DATA SHOWN:
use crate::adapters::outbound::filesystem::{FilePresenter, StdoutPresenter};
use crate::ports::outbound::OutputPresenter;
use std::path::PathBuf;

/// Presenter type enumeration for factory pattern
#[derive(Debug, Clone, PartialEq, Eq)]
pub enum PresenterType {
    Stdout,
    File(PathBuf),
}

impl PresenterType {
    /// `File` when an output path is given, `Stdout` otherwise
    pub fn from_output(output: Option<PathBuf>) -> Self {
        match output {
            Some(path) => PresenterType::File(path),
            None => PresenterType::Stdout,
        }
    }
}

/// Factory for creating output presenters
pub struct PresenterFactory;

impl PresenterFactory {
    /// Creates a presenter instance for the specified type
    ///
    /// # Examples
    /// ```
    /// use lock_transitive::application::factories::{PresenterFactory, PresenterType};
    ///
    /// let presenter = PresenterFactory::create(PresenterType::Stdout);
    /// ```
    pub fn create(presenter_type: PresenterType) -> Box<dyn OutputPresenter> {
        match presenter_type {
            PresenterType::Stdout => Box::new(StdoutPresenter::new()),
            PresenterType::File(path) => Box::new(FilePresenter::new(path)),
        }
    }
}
==
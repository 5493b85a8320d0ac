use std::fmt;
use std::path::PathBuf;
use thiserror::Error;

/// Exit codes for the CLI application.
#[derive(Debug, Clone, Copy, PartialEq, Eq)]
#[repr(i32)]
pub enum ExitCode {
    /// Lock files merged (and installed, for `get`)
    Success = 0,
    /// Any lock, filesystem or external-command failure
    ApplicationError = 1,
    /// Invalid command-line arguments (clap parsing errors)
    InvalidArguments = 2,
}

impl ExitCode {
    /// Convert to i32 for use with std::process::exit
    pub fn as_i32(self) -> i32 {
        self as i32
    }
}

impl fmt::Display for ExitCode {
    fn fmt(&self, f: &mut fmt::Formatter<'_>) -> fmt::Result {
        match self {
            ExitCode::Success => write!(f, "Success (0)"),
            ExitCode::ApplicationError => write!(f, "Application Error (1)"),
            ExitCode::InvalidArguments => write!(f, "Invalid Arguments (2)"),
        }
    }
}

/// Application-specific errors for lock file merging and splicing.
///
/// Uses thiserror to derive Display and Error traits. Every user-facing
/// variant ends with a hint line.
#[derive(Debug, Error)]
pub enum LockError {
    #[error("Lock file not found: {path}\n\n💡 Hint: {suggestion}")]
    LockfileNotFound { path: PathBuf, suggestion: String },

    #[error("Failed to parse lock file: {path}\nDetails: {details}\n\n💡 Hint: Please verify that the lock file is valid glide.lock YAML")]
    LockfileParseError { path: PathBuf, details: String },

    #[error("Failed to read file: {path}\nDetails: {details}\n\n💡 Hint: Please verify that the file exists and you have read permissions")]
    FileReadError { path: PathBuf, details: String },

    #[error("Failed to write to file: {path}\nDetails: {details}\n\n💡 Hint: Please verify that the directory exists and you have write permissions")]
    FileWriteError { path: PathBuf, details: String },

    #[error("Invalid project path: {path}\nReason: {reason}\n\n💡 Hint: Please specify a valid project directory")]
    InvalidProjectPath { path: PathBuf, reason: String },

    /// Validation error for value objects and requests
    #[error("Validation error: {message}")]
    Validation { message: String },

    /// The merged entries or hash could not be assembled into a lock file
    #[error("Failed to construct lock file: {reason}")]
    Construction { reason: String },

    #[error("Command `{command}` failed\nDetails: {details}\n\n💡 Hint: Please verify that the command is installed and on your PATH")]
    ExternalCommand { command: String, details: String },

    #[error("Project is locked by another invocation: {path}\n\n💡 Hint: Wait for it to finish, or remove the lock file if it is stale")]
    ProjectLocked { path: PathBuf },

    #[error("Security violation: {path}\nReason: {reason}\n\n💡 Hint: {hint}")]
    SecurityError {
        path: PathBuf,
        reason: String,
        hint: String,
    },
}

WHAT IS BEING ASKED: Once you find the string "command" in a line of the records, copy that line.

RESPONSE TO THE TASK:
    /// Any lock, filesystem or external-command failure
    /// Invalid command-line arguments (clap parsing errors)
    #[error("Command `{command}` failed\nDetails: {details}\n\n💡 Hint: Please verify that the command is installed and on your PATH")]
    ExternalCommand { command: String, details: String },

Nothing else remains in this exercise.